(Assignment) Repeat every record exactly as written.

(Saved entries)
════
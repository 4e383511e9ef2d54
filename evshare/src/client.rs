use crate::bus::{Notification, Remote, Subject};
use anyhow::{Context, Error};
use net::{
    self, Announcement, AnnouncementResponse, CreateDevice, DeviceEvent, Message, PROTOCOL_VERSION,
};
use std::convert::Infallible;
use std::time::Duration;
use tokio::io::{AsyncRead, AsyncWrite};
use tokio::net::TcpStream;
use tokio::sync::mpsc::UnboundedReceiver;
use tokio::time;

const RETRY_INTERVAL: Duration = Duration::from_secs(5);

#[derive(Debug, thiserror::Error)]
enum SessionError {
    #[error("Rejected by the server")]
    Rejected,

    #[error("Cannot emulate remote devices: {0:#}")]
    Emulation(Error),

    #[error(transparent)]
    Connection(#[from] Error),
}

/// Talks to one connected server until it goes away. Everything it announces
/// is published for the emulator.
async fn session<T>(
    mut stream: T,
    identification: &str,
    subject: &Subject,
    failures: &mut UnboundedReceiver<Error>,
) -> Result<(), SessionError>
where
    T: AsyncRead + AsyncWrite + Unpin,
{
    let announcement = Message::Announcement(Announcement {
        identification: identification.to_owned(),
        version: PROTOCOL_VERSION,
    });
    time::timeout(net::MESSAGE_TIMEOUT, net::write_message(&mut stream, &announcement))
        .await
        .context("Write timeout")?
        .context("Cannot announce")?;

    loop {
        // Losing a half read frame is fine here: both ways out end the session.
        let message = tokio::select! {
            failure = failures.recv() => {
                return Err(match failure {
                    Some(err) => SessionError::Emulation(err),
                    None => SessionError::Emulation(anyhow::anyhow!("Emulator stopped")),
                });
            }
            message = net::read_message(&mut stream) => message,
        };

        let message = match message {
            Ok(message) => message,
            Err(err) if !err.is_fatal() => {
                log::warn!("Dropping frame: {}", err);
                continue;
            }
            Err(err) => return Err(Error::new(err).context("Connection lost").into()),
        };

        match message {
            Message::CreateDevice(CreateDevice { devices }) => {
                log::debug!("Server offers {} devices", devices.len());
                subject.notify(Notification::Remote(Remote::CreateDevices(devices)));
            }
            Message::AnnouncementResponse(AnnouncementResponse { status: false, .. }) => {
                return Err(SessionError::Rejected);
            }
            Message::AnnouncementResponse(AnnouncementResponse { devices, .. }) => {
                log::info!("Accepted by the server");
                subject.notify(Notification::Remote(Remote::CreateDevices(devices)));
            }
            Message::DeviceEvent(DeviceEvent { device, events }) => {
                subject.notify(Notification::Remote(Remote::Events { device, events }));
            }
            Message::Announcement(_) => log::warn!("Unexpected ANNOUNCEMENT from the server"),
        }
    }
}

/// Keeps a connection to the server, reconnecting whenever it drops. Only a
/// rejection or being unable to emulate anything ends it.
pub async fn run_client(
    address: String,
    port: u16,
    identification: String,
    subject: Subject,
    mut failures: UnboundedReceiver<Error>,
) -> Result<Infallible, Error> {
    loop {
        match TcpStream::connect((address.as_str(), port)).await {
            Ok(stream) => {
                log::info!("Connected to {}:{}", address, port);
                if let Err(err) = stream.set_nodelay(true) {
                    log::debug!("Cannot disable Nagle: {}", err);
                }

                let result = session(stream, &identification, &subject, &mut failures).await;
                subject.notify(Notification::Remote(Remote::Closed));

                match result {
                    Ok(()) => log::info!("Disconnected from {}:{}", address, port),
                    Err(SessionError::Connection(err)) => {
                        log::error!("Disconnected from {}:{}: {:#}", address, port, err)
                    }
                    Err(err) => return Err(err.into()),
                }
            }
            Err(err) => log::error!("Cannot connect to {}:{}: {}", address, port, err),
        }

        log::info!("Retrying in {} seconds", RETRY_INTERVAL.as_secs());
        time::sleep(RETRY_INTERVAL).await;
    }
}

#[cfg(test)]
mod tests {
    use super::*;
    use crate::bus::testing::{recorder, wait_for};
    use input::{DeviceDescriptor, InputEvent, EV_KEY};
    use tokio::io;
    use tokio::sync::mpsc;

    fn keyboard() -> DeviceDescriptor {
        DeviceDescriptor {
            name: "keyboard".to_owned(),
            ..DeviceDescriptor::default()
        }
    }

    #[tokio::test(flavor = "multi_thread")]
    async fn server_messages_are_published() {
        let subject = Subject::new();
        let (recording, notifications) = recorder(&subject);
        let (_failure_sender, mut failures) = mpsc::unbounded_channel();
        let (client, mut server) = io::duplex(64 * 1024);

        let session_subject = subject.clone();
        let task = tokio::spawn(async move {
            session(client, "laptop", &session_subject, &mut failures).await
        });

        match net::read_message(&mut server).await.unwrap() {
            Message::Announcement(announcement) => {
                assert_eq!(announcement.identification, "laptop");
                assert_eq!(announcement.version, PROTOCOL_VERSION);
            }
            other => panic!("unexpected message: {:?}", other),
        }

        let messages = [
            Message::CreateDevice(CreateDevice {
                devices: vec![keyboard()],
            }),
            Message::AnnouncementResponse(AnnouncementResponse {
                status: true,
                devices: vec![keyboard()],
            }),
            Message::DeviceEvent(DeviceEvent {
                device: "keyboard".to_owned(),
                events: vec![InputEvent::new(EV_KEY, 30, 1)],
            }),
        ];
        for message in &messages {
            net::write_message(&mut server, message).await.unwrap();
        }
        drop(server);

        let result = task.await.unwrap();
        assert!(matches!(result, Err(SessionError::Connection(_))));

        let remote = tokio::task::spawn_blocking(move || {
            (0..3)
                .map(|_| {
                    wait_for(&notifications, |notification| match notification {
                        Notification::Remote(remote) => Some(remote),
                        _ => None,
                    })
                })
                .collect::<Vec<_>>()
        })
        .await
        .unwrap();

        assert!(matches!(&remote[0], Remote::CreateDevices(devices) if devices.len() == 1));
        assert!(matches!(&remote[1], Remote::CreateDevices(devices) if devices.len() == 1));
        assert!(matches!(
            &remote[2],
            Remote::Events { device, events } if device == "keyboard" && events.len() == 1
        ));

        recording.stop(&subject);
    }

    #[tokio::test]
    async fn rejection_ends_the_session() {
        let subject = Subject::new();
        let (_failure_sender, mut failures) = mpsc::unbounded_channel();
        let (client, mut server) = io::duplex(64 * 1024);

        let rejection = Message::AnnouncementResponse(AnnouncementResponse {
            status: false,
            devices: Vec::new(),
        });
        net::write_message(&mut server, &rejection).await.unwrap();

        let result = session(client, "laptop", &subject, &mut failures).await;
        assert!(matches!(result, Err(SessionError::Rejected)));
    }

    #[tokio::test]
    async fn emulation_failure_ends_the_session() {
        let subject = Subject::new();
        let (failure_sender, mut failures) = mpsc::unbounded_channel();
        let (client, _server) = io::duplex(64 * 1024);

        failure_sender
            .send(anyhow::anyhow!("cannot open /dev/uinput"))
            .unwrap();

        let result = session(client, "laptop", &subject, &mut failures).await;
        assert!(matches!(result, Err(SessionError::Emulation(_))));
    }
}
════
(Answer for this exercise)
repository 4e383511e9ef2d54
filename evshare/src/client.rs
use crate::bus::{Notification, Remote, Subject};
use anyhow::{Context, Error};
use net::{
    self, Announcement, AnnouncementResponse, CreateDevice, DeviceEvent, Message, PROTOCOL_VERSION,
};
use std::convert::Infallible;
use std::time::Duration;
use tokio::io::{AsyncRead, AsyncWrite};
use tokio::net::TcpStream;
use tokio::sync::mpsc::UnboundedReceiver;
use tokio::time;

const RETRY_INTERVAL: Duration = Duration::from_secs(5);

#[derive(Debug, thiserror::Error)]
enum SessionError {
    #[error("Rejected by the server")]
    Rejected,

    #[error("Cannot emulate remote devices: {0:#}")]
    Emulation(Error),

    #[error(transparent)]
    Connection(#[from] Error),
}

/// Talks to one connected server until it goes away. Everything it announces
/// is published for the emulator.
async fn session<T>(
    mut stream: T,
    identification: &str,
    subject: &Subject,
    failures: &mut UnboundedReceiver<Error>,
) -> Result<(), SessionError>
where
    T: AsyncRead + AsyncWrite + Unpin,
{
    let announcement = Message::Announcement(Announcement {
        identification: identification.to_owned(),
        version: PROTOCOL_VERSION,
    });
    time::timeout(net::MESSAGE_TIMEOUT, net::write_message(&mut stream, &announcement))
        .await
        .context("Write timeout")?
        .context("Cannot announce")?;

    loop {
        // Losing a half read frame is fine here: both ways out end the session.
        let message = tokio::select! {
            failure = failures.recv() => {
                return Err(match failure {
                    Some(err) => SessionError::Emulation(err),
                    None => SessionError::Emulation(anyhow::anyhow!("Emulator stopped")),
                });
            }
            message = net::read_message(&mut stream) => message,
        };

        let message = match message {
            Ok(message) => message,
            Err(err) if !err.is_fatal() => {
                log::warn!("Dropping frame: {}", err);
                continue;
            }
            Err(err) => return Err(Error::new(err).context("Connection lost").into()),
        };

        match message {
            Message::CreateDevice(CreateDevice { devices }) => {
                log::debug!("Server offers {} devices", devices.len());
                subject.notify(Notification::Remote(Remote::CreateDevices(devices)));
            }
            Message::AnnouncementResponse(AnnouncementResponse { status: false, .. }) => {
                return Err(SessionError::Rejected);
            }
            Message::AnnouncementResponse(AnnouncementResponse { devices, .. }) => {
                log::info!("Accepted by the server");
                subject.notify(Notification::Remote(Remote::CreateDevices(devices)));
            }
            Message::DeviceEvent(DeviceEvent { device, events }) => {
                subject.notify(Notification::Remote(Remote::Events { device, events }));
            }
            Message::Announcement(_) => log::warn!("Unexpected ANNOUNCEMENT from the server"),
        }
    }
}

/// Keeps a connection to the server, reconnecting whenever it drops. Only a
/// rejection or being unable to emulate anything ends it.
pub async fn run_client(
    address: String,
    port: u16,
    identification: String,
    subject: Subject,
    mut failures: UnboundedReceiver<Error>,
) -> Result<Infallible, Error> {
    loop {
        match TcpStream::connect((address.as_str(), port)).await {
            Ok(stream) => {
                log::info!("Connected to {}:{}", address, port);
                if let Err(err) = stream.set_nodelay(true) {
                    log::debug!("Cannot disable Nagle: {}", err);
                }

                let result = session(stream, &identification, &subject, &mut failures).await;
                subject.notify(Notification::Remote(Remote::Closed));

                match result {
                    Ok(()) => log::info!("Disconnected from {}:{}", address, port),
                    Err(SessionError::Connection(err)) => {
                        log::error!("Disconnected from {}:{}: {:#}", address, port, err)
                    }
                    Err(err) => return Err(err.into()),
                }
            }
            Err(err) => log::error!("Cannot connect to {}:{}: {}", address, port, err),
        }

        log::info!("Retrying in {} seconds", RETRY_INTERVAL.as_secs());
        time::sleep(RETRY_INTERVAL).await;
    }
}

#[cfg(test)]
mod tests {
    use super::*;
    use crate::bus::testing::{recorder, wait_for};
    use input::{DeviceDescriptor, InputEvent, EV_KEY};
    use tokio::io;
    use tokio::sync::mpsc;

    fn keyboard() -> DeviceDescriptor {
        DeviceDescriptor {
            name: "keyboard".to_owned(),
            ..DeviceDescriptor::default()
        }
    }

    #[tokio::test(flavor = "multi_thread")]
    async fn server_messages_are_published() {
        let subject = Subject::new();
        let (recording, notifications) = recorder(&subject);
        let (_failure_sender, mut failures) = mpsc::unbounded_channel();
        let (client, mut server) = io::duplex(64 * 1024);

        let session_subject = subject.clone();
        let task = tokio::spawn(async move {
            session(client, "laptop", &session_subject, &mut failures).await
        });

        match net::read_message(&mut server).await.unwrap() {
            Message::Announcement(announcement) => {
                assert_eq!(announcement.identification, "laptop");
                assert_eq!(announcement.version, PROTOCOL_VERSION);
            }
            other => panic!("unexpected message: {:?}", other),
        }

        let messages = [
            Message::CreateDevice(CreateDevice {
                devices: vec![keyboard()],
            }),
            Message::AnnouncementResponse(AnnouncementResponse {
                status: true,
                devices: vec![keyboard()],
            }),
            Message::DeviceEvent(DeviceEvent {
                device: "keyboard".to_owned(),
                events: vec![InputEvent::new(EV_KEY, 30, 1)],
            }),
        ];
        for message in &messages {
            net::write_message(&mut server, message).await.unwrap();
        }
        drop(server);

        let result = task.await.unwrap();
        assert!(matches!(result, Err(SessionError::Connection(_))));

        let remote = tokio::task::spawn_blocking(move || {
            (0..3)
                .map(|_| {
                    wait_for(&notifications, |notification| match notification {
                        Notification::Remote(remote) => Some(remote),
                        _ => None,
                    })
                })
                .collect::<Vec<_>>()
        })
        .await
        .unwrap();

        assert!(matches!(&remote[0], Remote::CreateDevices(devices) if devices.len() == 1));
        assert!(matches!(&remote[1], Remote::CreateDevices(devices) if devices.len() == 1));
        assert!(matches!(
            &remote[2],
            Remote::Events { device, events } if device == "keyboard" && events.len() == 1
        ));

        recording.stop(&subject);
    }

    #[tokio::test]
    async fn rejection_ends_the_session() {
        let subject = Subject::new();
        let (_failure_sender, mut failures) = mpsc::unbounded_channel();
        let (client, mut server) = io::duplex(64 * 1024);

        let rejection = Message::AnnouncementResponse(AnnouncementResponse {
            status: false,
            devices: Vec::new(),
        });
        net::write_message(&mut server, &rejection).await.unwrap();

        let result = session(client, "laptop", &subject, &mut failures).await;
        assert!(matches!(result, Err(SessionError::Rejected)));
    }

    #[tokio::test]
    async fn emulation_failure_ends_the_session() {
        let subject = Subject::new();
        let (failure_sender, mut failures) = mpsc::unbounded_channel();
        let (client, _server) = io::duplex(64 * 1024);

        failure_sender
            .send(anyhow::anyhow!("cannot open /dev/uinput"))
            .unwrap();

        let result = session(client, "laptop", &subject, &mut failures).await;
        assert!(matches!(result, Err(SessionError::Emulation(_))));
    }
}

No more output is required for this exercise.